## Data for processing
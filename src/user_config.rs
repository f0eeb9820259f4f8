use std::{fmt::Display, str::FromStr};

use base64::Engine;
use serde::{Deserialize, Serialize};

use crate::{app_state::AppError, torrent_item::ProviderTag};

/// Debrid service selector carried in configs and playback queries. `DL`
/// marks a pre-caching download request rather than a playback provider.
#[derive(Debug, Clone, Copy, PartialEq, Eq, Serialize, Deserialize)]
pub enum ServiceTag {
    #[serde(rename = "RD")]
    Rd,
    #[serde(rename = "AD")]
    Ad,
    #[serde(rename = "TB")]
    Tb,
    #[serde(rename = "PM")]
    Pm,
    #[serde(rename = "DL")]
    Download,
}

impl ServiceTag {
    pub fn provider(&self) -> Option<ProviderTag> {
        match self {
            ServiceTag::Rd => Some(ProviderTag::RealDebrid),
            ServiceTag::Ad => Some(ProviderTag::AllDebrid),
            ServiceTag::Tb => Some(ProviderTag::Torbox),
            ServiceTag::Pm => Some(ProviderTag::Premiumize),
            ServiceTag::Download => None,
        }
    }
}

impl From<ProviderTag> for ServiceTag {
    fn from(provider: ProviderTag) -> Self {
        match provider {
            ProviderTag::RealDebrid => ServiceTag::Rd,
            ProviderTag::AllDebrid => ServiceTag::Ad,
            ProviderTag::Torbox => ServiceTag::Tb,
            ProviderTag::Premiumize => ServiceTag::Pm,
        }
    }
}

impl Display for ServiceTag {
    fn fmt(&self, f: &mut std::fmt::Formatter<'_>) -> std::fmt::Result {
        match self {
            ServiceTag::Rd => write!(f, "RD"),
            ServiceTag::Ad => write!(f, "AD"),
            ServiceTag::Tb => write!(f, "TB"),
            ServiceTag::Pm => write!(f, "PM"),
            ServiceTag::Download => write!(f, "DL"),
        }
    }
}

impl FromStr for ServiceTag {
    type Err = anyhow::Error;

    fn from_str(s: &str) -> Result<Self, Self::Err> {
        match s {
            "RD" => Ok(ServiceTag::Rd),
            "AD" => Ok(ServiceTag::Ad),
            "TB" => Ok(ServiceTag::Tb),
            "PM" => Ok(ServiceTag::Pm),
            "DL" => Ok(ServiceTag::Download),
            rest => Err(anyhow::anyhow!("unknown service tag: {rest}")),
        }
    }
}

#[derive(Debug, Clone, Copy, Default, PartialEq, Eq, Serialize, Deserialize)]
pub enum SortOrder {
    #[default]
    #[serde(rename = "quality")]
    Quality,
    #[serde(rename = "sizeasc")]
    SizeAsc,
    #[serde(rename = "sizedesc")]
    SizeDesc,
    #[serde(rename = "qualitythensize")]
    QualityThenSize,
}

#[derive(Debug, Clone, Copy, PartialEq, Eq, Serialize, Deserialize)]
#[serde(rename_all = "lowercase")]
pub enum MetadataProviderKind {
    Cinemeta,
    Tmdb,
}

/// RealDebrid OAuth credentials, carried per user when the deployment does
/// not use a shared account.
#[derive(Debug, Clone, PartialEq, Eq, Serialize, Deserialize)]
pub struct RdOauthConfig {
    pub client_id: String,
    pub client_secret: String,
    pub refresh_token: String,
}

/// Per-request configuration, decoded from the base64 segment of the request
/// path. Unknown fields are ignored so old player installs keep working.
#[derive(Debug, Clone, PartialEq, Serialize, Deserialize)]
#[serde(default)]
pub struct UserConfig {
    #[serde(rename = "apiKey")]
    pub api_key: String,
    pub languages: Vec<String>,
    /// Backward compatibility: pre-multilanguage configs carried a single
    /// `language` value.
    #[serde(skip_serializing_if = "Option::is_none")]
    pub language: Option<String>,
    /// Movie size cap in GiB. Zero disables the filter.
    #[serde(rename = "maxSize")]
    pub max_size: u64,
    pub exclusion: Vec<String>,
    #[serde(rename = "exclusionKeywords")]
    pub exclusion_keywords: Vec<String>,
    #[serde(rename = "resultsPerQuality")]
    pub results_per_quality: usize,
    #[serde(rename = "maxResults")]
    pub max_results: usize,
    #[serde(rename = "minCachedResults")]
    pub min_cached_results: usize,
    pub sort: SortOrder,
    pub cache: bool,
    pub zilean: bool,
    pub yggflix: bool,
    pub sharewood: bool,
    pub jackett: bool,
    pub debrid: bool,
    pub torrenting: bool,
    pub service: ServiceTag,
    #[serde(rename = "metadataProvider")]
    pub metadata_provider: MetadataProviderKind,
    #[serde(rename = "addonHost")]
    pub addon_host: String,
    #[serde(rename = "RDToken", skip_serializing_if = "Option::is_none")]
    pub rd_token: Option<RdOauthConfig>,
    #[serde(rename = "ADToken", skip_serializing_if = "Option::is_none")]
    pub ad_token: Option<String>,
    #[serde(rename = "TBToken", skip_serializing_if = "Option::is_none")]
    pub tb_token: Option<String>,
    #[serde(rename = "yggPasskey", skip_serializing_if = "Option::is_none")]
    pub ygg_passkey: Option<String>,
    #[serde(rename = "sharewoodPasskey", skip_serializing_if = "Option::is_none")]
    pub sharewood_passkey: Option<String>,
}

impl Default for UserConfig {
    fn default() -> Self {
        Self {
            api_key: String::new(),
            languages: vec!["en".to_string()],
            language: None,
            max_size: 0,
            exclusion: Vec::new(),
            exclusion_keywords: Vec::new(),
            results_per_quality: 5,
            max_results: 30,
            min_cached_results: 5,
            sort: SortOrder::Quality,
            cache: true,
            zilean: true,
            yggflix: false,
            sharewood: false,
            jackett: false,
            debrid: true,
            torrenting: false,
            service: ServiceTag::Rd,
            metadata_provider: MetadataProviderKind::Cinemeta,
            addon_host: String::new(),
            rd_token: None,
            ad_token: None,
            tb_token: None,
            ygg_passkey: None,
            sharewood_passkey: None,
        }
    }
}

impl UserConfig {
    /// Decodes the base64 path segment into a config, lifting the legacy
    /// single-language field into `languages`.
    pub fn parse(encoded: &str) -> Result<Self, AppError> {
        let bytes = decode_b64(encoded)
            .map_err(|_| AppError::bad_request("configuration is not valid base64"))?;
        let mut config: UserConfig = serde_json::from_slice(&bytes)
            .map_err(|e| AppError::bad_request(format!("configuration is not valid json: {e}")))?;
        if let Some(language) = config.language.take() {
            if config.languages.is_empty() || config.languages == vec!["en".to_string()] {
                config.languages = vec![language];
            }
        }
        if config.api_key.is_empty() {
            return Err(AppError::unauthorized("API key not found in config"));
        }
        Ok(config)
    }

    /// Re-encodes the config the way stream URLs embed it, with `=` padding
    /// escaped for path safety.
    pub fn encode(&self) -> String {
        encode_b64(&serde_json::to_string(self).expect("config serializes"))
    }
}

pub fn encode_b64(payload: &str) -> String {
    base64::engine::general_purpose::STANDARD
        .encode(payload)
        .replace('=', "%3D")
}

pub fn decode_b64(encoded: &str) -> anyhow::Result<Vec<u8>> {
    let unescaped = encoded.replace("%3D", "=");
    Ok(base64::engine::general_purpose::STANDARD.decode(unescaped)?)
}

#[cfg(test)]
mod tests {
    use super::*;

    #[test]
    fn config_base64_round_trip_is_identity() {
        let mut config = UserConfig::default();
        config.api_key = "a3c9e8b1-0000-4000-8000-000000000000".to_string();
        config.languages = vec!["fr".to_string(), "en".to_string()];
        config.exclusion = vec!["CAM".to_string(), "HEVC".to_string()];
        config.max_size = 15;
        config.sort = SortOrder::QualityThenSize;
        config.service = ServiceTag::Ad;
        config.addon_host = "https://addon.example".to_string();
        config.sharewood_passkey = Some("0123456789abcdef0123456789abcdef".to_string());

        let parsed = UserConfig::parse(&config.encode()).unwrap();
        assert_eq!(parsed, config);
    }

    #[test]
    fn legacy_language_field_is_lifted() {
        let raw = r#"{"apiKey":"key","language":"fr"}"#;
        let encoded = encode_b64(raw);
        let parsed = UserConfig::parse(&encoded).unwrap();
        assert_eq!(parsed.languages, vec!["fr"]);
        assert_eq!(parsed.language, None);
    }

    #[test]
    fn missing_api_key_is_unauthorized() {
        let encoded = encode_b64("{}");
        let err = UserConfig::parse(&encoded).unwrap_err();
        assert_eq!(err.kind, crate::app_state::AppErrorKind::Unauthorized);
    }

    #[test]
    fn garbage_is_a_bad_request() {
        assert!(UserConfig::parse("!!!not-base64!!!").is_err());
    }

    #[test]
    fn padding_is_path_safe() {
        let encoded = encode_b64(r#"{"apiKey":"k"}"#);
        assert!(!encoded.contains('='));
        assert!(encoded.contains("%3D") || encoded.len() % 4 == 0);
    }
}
--
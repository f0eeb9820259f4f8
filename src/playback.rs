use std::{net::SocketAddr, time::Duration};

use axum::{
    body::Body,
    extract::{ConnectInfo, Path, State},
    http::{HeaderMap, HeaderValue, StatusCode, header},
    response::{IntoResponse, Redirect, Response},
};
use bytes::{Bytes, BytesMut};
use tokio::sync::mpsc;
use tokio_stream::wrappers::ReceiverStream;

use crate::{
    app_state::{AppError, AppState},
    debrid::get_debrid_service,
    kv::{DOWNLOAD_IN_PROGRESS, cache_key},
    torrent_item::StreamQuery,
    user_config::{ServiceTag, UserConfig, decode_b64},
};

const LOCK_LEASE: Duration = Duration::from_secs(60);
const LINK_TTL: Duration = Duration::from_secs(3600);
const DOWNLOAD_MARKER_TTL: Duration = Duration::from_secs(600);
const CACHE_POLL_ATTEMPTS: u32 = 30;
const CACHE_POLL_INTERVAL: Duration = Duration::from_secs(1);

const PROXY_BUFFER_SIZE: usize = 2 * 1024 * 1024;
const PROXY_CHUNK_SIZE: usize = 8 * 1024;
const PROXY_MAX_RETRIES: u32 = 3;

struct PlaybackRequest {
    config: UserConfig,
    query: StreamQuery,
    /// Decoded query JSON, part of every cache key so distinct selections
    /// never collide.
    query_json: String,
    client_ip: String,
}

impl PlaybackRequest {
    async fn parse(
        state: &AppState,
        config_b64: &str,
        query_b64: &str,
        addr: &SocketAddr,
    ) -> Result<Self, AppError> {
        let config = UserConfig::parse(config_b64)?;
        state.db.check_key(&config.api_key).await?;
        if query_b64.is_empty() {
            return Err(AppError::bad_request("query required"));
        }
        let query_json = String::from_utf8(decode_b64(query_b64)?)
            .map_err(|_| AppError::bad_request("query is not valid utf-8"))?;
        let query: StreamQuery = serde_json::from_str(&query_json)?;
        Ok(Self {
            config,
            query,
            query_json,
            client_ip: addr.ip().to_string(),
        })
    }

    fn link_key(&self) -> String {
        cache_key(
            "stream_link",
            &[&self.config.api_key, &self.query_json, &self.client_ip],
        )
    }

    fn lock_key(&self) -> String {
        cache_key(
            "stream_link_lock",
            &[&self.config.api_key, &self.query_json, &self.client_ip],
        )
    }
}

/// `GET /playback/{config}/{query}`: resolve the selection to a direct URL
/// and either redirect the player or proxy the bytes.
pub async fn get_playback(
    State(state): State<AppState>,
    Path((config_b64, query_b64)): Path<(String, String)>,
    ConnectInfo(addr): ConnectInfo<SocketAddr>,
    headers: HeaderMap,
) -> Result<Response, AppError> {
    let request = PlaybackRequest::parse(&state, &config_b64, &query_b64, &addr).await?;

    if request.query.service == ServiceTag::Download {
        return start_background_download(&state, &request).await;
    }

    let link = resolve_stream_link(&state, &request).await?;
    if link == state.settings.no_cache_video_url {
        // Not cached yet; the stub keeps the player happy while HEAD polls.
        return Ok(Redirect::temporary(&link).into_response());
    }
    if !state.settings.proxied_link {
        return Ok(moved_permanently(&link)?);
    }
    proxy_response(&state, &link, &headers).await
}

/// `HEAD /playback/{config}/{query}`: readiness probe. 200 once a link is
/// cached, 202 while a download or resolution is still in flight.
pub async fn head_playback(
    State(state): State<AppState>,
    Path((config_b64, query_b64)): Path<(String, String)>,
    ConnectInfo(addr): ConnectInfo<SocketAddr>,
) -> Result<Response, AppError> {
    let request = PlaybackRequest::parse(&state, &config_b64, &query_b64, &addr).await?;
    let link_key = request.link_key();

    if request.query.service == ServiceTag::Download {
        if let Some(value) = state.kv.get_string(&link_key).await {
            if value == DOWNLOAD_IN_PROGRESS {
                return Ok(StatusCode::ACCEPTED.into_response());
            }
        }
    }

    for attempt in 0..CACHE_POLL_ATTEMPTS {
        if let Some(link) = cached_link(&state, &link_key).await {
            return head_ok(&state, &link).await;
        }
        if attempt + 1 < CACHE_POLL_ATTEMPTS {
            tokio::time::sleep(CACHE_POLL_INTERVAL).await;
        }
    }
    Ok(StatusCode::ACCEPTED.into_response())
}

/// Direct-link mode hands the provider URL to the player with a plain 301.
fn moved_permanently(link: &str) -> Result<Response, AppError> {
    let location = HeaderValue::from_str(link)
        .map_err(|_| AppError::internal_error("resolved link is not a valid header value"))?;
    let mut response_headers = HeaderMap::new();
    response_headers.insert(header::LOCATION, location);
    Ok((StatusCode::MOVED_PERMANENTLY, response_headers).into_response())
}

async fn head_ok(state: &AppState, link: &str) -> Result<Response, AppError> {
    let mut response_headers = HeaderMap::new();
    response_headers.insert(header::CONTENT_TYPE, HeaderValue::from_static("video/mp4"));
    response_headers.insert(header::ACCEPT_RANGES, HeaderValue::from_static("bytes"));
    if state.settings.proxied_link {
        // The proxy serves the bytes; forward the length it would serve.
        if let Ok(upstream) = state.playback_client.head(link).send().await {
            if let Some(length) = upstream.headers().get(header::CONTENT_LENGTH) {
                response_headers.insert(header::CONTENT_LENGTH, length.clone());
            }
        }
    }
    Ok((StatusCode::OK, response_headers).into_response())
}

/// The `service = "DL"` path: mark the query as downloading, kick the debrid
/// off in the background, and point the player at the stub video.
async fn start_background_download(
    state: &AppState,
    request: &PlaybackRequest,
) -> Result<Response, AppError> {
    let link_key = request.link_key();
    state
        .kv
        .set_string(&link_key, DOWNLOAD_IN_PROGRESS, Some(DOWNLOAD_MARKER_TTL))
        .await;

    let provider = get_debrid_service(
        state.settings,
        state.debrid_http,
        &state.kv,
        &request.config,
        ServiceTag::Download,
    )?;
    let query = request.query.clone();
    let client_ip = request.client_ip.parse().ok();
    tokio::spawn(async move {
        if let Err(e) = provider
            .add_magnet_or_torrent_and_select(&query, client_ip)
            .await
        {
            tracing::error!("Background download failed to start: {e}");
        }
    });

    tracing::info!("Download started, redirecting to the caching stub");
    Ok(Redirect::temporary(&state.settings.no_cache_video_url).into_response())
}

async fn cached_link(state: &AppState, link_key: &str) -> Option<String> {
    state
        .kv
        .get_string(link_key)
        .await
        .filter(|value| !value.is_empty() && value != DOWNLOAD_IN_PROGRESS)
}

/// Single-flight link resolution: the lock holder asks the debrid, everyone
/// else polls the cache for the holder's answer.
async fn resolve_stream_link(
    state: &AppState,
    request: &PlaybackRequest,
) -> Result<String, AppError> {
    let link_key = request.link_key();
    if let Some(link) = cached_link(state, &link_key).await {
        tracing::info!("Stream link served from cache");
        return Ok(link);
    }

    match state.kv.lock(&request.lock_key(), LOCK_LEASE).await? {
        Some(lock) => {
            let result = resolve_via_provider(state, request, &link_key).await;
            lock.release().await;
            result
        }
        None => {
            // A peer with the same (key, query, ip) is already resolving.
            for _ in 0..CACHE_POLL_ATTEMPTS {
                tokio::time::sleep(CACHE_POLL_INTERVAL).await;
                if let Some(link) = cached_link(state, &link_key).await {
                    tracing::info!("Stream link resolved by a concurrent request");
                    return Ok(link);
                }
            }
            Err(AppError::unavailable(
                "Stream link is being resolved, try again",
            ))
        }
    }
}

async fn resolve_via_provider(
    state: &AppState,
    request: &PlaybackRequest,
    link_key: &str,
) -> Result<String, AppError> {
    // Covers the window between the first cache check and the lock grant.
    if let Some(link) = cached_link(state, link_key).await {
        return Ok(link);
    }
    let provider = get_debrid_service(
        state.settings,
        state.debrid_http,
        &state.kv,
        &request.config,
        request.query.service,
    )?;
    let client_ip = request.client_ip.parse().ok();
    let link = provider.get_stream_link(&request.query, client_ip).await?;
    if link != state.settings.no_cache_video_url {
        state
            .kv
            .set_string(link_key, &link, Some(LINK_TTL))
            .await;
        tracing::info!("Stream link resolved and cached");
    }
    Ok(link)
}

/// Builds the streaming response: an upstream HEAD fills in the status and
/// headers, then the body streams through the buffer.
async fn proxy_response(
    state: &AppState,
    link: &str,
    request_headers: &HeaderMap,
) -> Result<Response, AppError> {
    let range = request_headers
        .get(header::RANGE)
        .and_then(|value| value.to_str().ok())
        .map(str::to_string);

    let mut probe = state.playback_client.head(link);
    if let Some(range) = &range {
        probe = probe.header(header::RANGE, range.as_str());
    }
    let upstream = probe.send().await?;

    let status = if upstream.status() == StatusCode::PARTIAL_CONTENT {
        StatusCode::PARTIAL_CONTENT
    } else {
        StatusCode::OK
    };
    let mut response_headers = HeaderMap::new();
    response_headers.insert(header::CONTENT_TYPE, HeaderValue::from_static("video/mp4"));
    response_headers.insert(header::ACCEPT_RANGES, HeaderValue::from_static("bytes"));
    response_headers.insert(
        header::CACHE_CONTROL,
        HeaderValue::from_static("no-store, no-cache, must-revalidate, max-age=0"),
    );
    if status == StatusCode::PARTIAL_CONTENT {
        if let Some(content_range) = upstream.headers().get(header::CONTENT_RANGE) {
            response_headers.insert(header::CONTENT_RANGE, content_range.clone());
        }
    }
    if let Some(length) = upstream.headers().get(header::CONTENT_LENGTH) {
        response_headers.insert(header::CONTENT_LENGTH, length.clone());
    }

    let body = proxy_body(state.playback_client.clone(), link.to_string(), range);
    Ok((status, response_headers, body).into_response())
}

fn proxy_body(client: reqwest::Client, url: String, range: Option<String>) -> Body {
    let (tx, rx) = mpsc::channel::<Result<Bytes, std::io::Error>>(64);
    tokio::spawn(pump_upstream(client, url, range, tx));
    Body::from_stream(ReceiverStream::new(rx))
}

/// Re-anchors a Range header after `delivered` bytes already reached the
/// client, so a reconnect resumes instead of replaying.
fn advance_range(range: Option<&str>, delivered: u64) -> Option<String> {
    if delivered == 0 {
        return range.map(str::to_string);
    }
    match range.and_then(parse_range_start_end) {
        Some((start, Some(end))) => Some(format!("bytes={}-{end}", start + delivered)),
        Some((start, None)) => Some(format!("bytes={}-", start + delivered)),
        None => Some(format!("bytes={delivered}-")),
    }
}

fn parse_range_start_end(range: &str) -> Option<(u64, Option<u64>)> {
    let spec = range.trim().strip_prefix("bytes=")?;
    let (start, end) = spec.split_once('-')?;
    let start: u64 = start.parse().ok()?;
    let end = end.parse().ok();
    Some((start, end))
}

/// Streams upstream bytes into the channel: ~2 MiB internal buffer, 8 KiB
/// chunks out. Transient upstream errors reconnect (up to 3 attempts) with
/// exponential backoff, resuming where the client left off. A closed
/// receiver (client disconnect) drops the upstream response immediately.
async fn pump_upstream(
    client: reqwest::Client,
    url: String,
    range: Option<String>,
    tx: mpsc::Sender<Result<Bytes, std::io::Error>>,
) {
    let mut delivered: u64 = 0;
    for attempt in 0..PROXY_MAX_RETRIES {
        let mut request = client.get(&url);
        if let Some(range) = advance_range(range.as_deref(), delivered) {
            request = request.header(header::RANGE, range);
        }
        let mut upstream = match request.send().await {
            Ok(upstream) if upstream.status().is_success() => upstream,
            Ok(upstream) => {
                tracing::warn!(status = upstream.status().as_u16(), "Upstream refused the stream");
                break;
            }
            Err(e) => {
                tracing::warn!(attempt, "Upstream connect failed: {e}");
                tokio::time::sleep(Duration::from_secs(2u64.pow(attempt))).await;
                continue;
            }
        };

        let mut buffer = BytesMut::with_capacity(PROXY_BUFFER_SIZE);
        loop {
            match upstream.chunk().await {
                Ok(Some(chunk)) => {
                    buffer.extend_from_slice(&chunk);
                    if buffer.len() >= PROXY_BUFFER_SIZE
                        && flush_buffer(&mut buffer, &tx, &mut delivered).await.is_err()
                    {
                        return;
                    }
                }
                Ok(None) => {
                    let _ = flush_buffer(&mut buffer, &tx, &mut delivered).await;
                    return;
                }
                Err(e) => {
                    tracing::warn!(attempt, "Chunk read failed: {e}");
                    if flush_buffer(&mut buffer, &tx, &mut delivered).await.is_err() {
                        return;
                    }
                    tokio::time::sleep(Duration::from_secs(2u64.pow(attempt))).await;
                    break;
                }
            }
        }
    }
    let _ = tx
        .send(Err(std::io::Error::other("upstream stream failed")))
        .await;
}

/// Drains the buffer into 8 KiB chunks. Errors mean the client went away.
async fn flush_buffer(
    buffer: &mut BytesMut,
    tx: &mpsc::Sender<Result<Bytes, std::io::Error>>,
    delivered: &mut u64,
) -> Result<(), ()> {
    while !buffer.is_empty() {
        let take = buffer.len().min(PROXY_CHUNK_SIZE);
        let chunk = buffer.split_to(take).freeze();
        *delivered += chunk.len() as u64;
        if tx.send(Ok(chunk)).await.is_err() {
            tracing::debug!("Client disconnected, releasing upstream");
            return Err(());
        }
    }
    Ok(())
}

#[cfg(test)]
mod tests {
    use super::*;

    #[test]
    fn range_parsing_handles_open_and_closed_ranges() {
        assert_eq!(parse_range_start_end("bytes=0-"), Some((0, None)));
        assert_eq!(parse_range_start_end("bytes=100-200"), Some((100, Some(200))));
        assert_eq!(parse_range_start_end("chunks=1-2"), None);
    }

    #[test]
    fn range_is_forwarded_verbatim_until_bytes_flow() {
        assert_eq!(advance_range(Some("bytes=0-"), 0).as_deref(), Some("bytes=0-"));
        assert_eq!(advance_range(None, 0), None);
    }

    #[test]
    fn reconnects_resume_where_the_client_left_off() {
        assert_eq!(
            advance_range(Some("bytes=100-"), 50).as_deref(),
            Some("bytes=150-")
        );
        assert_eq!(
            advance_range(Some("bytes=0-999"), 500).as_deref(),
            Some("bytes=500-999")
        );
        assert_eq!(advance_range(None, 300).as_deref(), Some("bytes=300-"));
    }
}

## Instructions to follow
Give back exactly the lines above, from the line containing "type Err = anyhow::Error;" through the line containing "pub enum SortOrder", with both end lines and nothing more.

## Solved exercise
    type Err = anyhow::Error;

    fn from_str(s: &str) -> Result<Self, Self::Err> {
        match s {
            "RD" => Ok(ServiceTag::Rd),
            "AD" => Ok(ServiceTag::Ad),
            "TB" => Ok(ServiceTag::Tb),
            "PM" => Ok(ServiceTag::Pm),
            "DL" => Ok(ServiceTag::Download),
            rest => Err(anyhow::anyhow!("unknown service tag: {rest}")),
        }
    }
}

#[derive(Debug, Clone, Copy, Default, PartialEq, Eq, Serialize, Deserialize)]
pub enum SortOrder {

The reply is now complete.